## Supplied material
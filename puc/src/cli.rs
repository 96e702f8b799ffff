// puc/src/cli.rs
//! Defines the command-line argument structure using clap.
use clap::{ArgAction, Parser, Subcommand};
use puc_common::error::Result;
use puc_common::Config;

pub mod ranges;
pub mod run;
pub mod status;

use crate::cli::ranges::Ranges;
use crate::cli::run::RunArgs;

#[derive(Parser, Debug)]
#[command(author, version, about, long_about = None, name = "puc", bin_name = "puc")]
#[command(propagate_version = true)]
pub struct CliArgs {
    #[arg(short, long, action = ArgAction::Count, global = true)]
    pub verbose: u8,

    #[command(subcommand)]
    pub command: Command,
}

#[derive(Subcommand, Debug)]
pub enum Command {
    /// Replay a scenario file through a container
    Run(RunArgs),
    /// Intersect version ranges
    Ranges(Ranges),
}

impl Command {
    pub async fn run(&self, config: &Config) -> Result<()> {
        match self {
            Self::Run(command) => command.run(config).await,
            Self::Ranges(command) => command.run(),
        }
    }
}
// puc/src/demo.rs
//! Stand-ins for the outside world when replaying a scenario: a factory that
//! builds inert persistence units and a registry that keeps publications in
//! memory.
use std::collections::BTreeMap;
use std::sync::atomic::{AtomicU64, Ordering};

use parking_lot::Mutex;
use puc_common::dependency::definition::PERSISTENCE_PROVIDER_PROPERTY;
use puc_common::error::BoxError;
use puc_common::model::{Announcement, CapabilityKind, Properties};
use puc_common::{WorkItem, WorkItemId};
use puc_core::{Artifact, ArtifactFactory, PublicationHandle, Selections, ServiceRegistry};
use serde_json::Value;
use tracing::debug;

/// Provider class names the factory refuses to build with, e.g. to rehearse
/// an activation failure.
const BROKEN_PROVIDER_PREFIX: &str = "broken.";

#[derive(Debug)]
pub struct DemoUnit {
    item: WorkItemId,
    provider: Option<String>,
}

impl Artifact for DemoUnit {
    fn properties(&self) -> Properties {
        let mut props = Properties::new();
        if let Some(provider) = &self.provider {
            props.insert("puc.demo.provider".into(), Value::String(provider.clone()));
        }
        props
    }

    fn close(&self) {
        debug!("[{}] Demo unit closed", self.item);
    }
}

#[derive(Debug, Default)]
pub struct DemoFactory;

impl ArtifactFactory for DemoFactory {
    fn build(&self, item: &WorkItem, selections: &Selections) -> Result<Box<dyn Artifact>, BoxError> {
        let provider = selections
            .get(&CapabilityKind::provider())
            .and_then(|ann| ann.property_str(PERSISTENCE_PROVIDER_PROPERTY));
        if let Some(name) = provider.as_deref() {
            if name.starts_with(BROKEN_PROVIDER_PREFIX) {
                return Err(format!("provider {name} failed to create the unit").into());
            }
        }
        debug!("[{}] Building demo unit with {} selection(s)", item.id(), selections.len());
        Ok(Box::new(DemoUnit {
            item: item.id(),
            provider,
        }))
    }
}

#[derive(Debug, Clone)]
pub struct Publication {
    pub item: WorkItemId,
    pub properties: Properties,
}

/// Keeps live publications and reference counts per announcement.
#[derive(Debug, Default)]
pub struct InMemoryRegistry {
    next: AtomicU64,
    live: Mutex<BTreeMap<PublicationHandle, Publication>>,
    references: Mutex<BTreeMap<u64, usize>>,
}

impl InMemoryRegistry {
    pub fn live(&self) -> Vec<(PublicationHandle, Publication)> {
        self.live
            .lock()
            .iter()
            .map(|(handle, publication)| (*handle, publication.clone()))
            .collect()
    }

    pub fn references(&self) -> usize {
        self.references.lock().values().sum()
    }
}

impl ServiceRegistry for InMemoryRegistry {
    fn acquire(&self, announcement: &Announcement) -> bool {
        *self.references.lock().entry(announcement.id.0).or_default() += 1;
        true
    }

    fn release(&self, announcement: &Announcement) {
        let mut refs = self.references.lock();
        if let Some(count) = refs.get_mut(&announcement.id.0) {
            *count = count.saturating_sub(1);
            if *count == 0 {
                refs.remove(&announcement.id.0);
            }
        }
    }

    fn publish(
        &self,
        item: &WorkItem,
        _artifact: &dyn Artifact,
        properties: &Properties,
    ) -> Result<PublicationHandle, BoxError> {
        let handle = PublicationHandle(self.next.fetch_add(1, Ordering::SeqCst) + 1);
        self.live.lock().insert(
            handle,
            Publication {
                item: item.id(),
                properties: properties.clone(),
            },
        );
        Ok(handle)
    }

    fn retract(&self, handle: PublicationHandle) {
        self.live.lock().remove(&handle);
    }
}
// puc-core/src/intersect.rs
use puc_common::error::{PucError, Result};
use puc_common::model::VersionRange;
use semver::Version;

/// A lower bound: the version and whether it is excluded.
type Lower = (Version, bool);
/// An upper bound; `None` is unbounded.
type Upper = Option<(Version, bool)>;

/// Narrows `ranges` to their common overlap. An empty slice is the unbounded
/// range; an empty overlap is `IncompatibleRanges`.
pub fn intersect(ranges: &[VersionRange]) -> Result<VersionRange> {
    let unbounded = VersionRange::unbounded();
    let mut lower: Lower = (unbounded.minimum().clone(), unbounded.is_minimum_exclusive());
    let mut upper: Upper = None;

    for range in ranges {
        lower = tighter_lower(lower, (range.minimum().clone(), range.is_minimum_exclusive()));
        let other = range
            .maximum()
            .map(|max| (max.clone(), range.is_maximum_exclusive()));
        upper = tighter_upper(upper, other);
    }

    let (minimum, minimum_exclusive) = lower;
    if let Some((maximum, maximum_exclusive)) = &upper {
        let empty = minimum > *maximum
            || (minimum == *maximum && (minimum_exclusive || *maximum_exclusive));
        if empty {
            return Err(PucError::IncompatibleRanges(describe(ranges)));
        }
    }

    let (maximum, maximum_exclusive) = match upper {
        Some((max, exclusive)) => (Some(max), exclusive),
        None => (None, false),
    };
    VersionRange::new(minimum, minimum_exclusive, maximum, maximum_exclusive)
        .map_err(|_| PucError::IncompatibleRanges(describe(ranges)))
}

fn tighter_lower(a: Lower, b: Lower) -> Lower {
    match a.0.cmp(&b.0) {
        std::cmp::Ordering::Greater => a,
        std::cmp::Ordering::Less => b,
        std::cmp::Ordering::Equal => (a.0, a.1 || b.1),
    }
}

fn tighter_upper(a: Upper, b: Upper) -> Upper {
    match (a, b) {
        (None, other) | (other, None) => other,
        (Some(a), Some(b)) => Some(match a.0.cmp(&b.0) {
            std::cmp::Ordering::Less => a,
            std::cmp::Ordering::Greater => b,
            std::cmp::Ordering::Equal => (a.0, a.1 || b.1),
        }),
    }
}

fn describe(ranges: &[VersionRange]) -> String {
    ranges
        .iter()
        .map(ToString::to_string)
        .collect::<Vec<_>>()
        .join(" ∩ ")
}

#[cfg(test)]
mod tests {
    use super::*;

    fn r(s: &str) -> VersionRange {
        s.parse().unwrap()
    }

    #[test]
    fn test_empty_input_is_unbounded() {
        assert_eq!(intersect(&[]).unwrap(), VersionRange::unbounded());
    }

    #[test]
    fn test_overlapping_ranges() {
        let narrowed = intersect(&[r("[1.0,2.0)"), r("[1.5,3.0)")]).unwrap();
        assert_eq!(narrowed, r("[1.5,2.0)"));
        assert_eq!(intersect(&[r("[1.0,2.0)"), r("1.2")]).unwrap(), r("[1.2,2.0)"));
    }

    #[test]
    fn test_tied_bounds_keep_exclusivity() {
        // a tie must stay exclusive whichever side carried the exclusion
        assert_eq!(intersect(&[r("[1.0,2.0]"), r("(1.0,2.0)")]).unwrap(), r("(1.0,2.0)"));
        assert_eq!(intersect(&[r("(1.0,2.0)"), r("[1.0,2.0]")]).unwrap(), r("(1.0,2.0)"));
    }

    #[test]
    fn test_disjoint_ranges_fail() {
        let err = intersect(&[r("[1.0,2.0)"), r("[2.0,3.0)")]).unwrap_err();
        assert!(matches!(err, PucError::IncompatibleRanges(_)));
        assert!(intersect(&[r("[1.0,1.5]"), r("[1.6,2.0]")]).is_err());
    }

    #[test]
    fn test_single_point() {
        assert_eq!(intersect(&[r("[1.0,2.0]"), r("[2.0,3.0]")]).unwrap(), r("[2.0,2.0]"));
        assert!(intersect(&[r("[1.0,2.0)"), r("[1.0,1.0]")]).is_ok());
        assert!(intersect(&[r("[1.0,1.0]"), r("(1.0,2.0]")]).is_err());
    }
}
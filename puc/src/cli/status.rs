// puc/src/cli/status.rs
use colored::*;
use puc_common::events::ContainerEvent;
use tokio::sync::broadcast;

/// Counts gathered while streaming events, shown once the channel closes.
#[derive(Debug, Default, Clone, Copy, PartialEq, Eq)]
pub struct EventSummary {
    pub activated: usize,
    pub failed: usize,
    pub deactivated: usize,
    pub rejected: usize,
    pub ignored: usize,
    pub missed: u64,
}

impl EventSummary {
    fn record(&mut self, event: &ContainerEvent) {
        match event {
            ContainerEvent::Activated { .. } => self.activated += 1,
            ContainerEvent::ActivationFailed { .. } => self.failed += 1,
            ContainerEvent::Deactivated { .. } => self.deactivated += 1,
            ContainerEvent::RequirementRejected { .. } => self.rejected += 1,
            ContainerEvent::AnnouncementIgnored { .. } => self.ignored += 1,
            _ => {}
        }
    }
}

fn describe(event: &ContainerEvent) -> String {
    match event {
        ContainerEvent::WorkItemDeclared { item, kinds } => {
            let kinds: Vec<String> = kinds.iter().map(|k| k.to_string()).collect();
            format!(
                "{} {} needs {}",
                "declared".cyan(),
                item.to_string().cyan(),
                kinds.join(", ").dimmed()
            )
        }
        ContainerEvent::WorkItemWithdrawn { item } => {
            format!("{} {}", "withdrawn".dimmed(), item.to_string().cyan())
        }
        ContainerEvent::RequirementRejected { item, kind, error } => format!(
            "{} {} {}: {}",
            "rejected".red(),
            item.to_string().cyan(),
            kind,
            error.red()
        ),
        ContainerEvent::AnnouncementIgnored {
            announcement,
            kind,
            reason,
        } => format!(
            "{} {} for {}: {}",
            "ignored".yellow(),
            announcement,
            kind,
            reason.yellow()
        ),
        ContainerEvent::Bound {
            item,
            kind,
            announcement,
        } => format!(
            "{} {} {} -> {}",
            "bound".blue(),
            item.to_string().cyan(),
            kind,
            announcement
        ),
        ContainerEvent::Unbound {
            item,
            kind,
            announcement,
        } => format!(
            "{} {} {} -/- {}",
            "unbound".magenta(),
            item.to_string().cyan(),
            kind,
            announcement
        ),
        ContainerEvent::Activated { item, selections } => format!(
            "{} {} with {} selection(s)",
            "active".green().bold(),
            item.to_string().cyan(),
            selections.len()
        ),
        ContainerEvent::ActivationFailed { item, error } => format!(
            "{} {}: {}",
            "failed".red().bold(),
            item.to_string().cyan(),
            error.red()
        ),
        ContainerEvent::Deactivated { item } => {
            format!("{} {}", "deactivated".yellow(), item.to_string().cyan())
        }
    }
}

/// Streams container events to stderr until every sender is gone.
pub async fn handle_events(mut event_rx: broadcast::Receiver<ContainerEvent>) -> EventSummary {
    let mut summary = EventSummary::default();

    loop {
        match event_rx.recv().await {
            Ok(event) => {
                summary.record(&event);
                eprintln!("{} {}", "==>".bold().blue(), describe(&event));
            }
            Err(broadcast::error::RecvError::Closed) => break,
            Err(broadcast::error::RecvError::Lagged(n)) => {
                summary.missed += n;
                eprintln!("{} {} event(s) dropped", "Warning:".yellow(), n);
            }
        }
    }

    summary
}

## Problem to solve
All lines in the data above from the one with "pub mod run;" through the one with "pub struct CliArgs" must be repeated exactly, and no others.

## Answer to the exercise
pub mod run;
pub mod status;

use crate::cli::ranges::Ranges;
use crate::cli::run::RunArgs;

#[derive(Parser, Debug)]
#[command(author, version, about, long_about = None, name = "puc", bin_name = "puc")]
#[command(propagate_version = true)]
pub struct CliArgs {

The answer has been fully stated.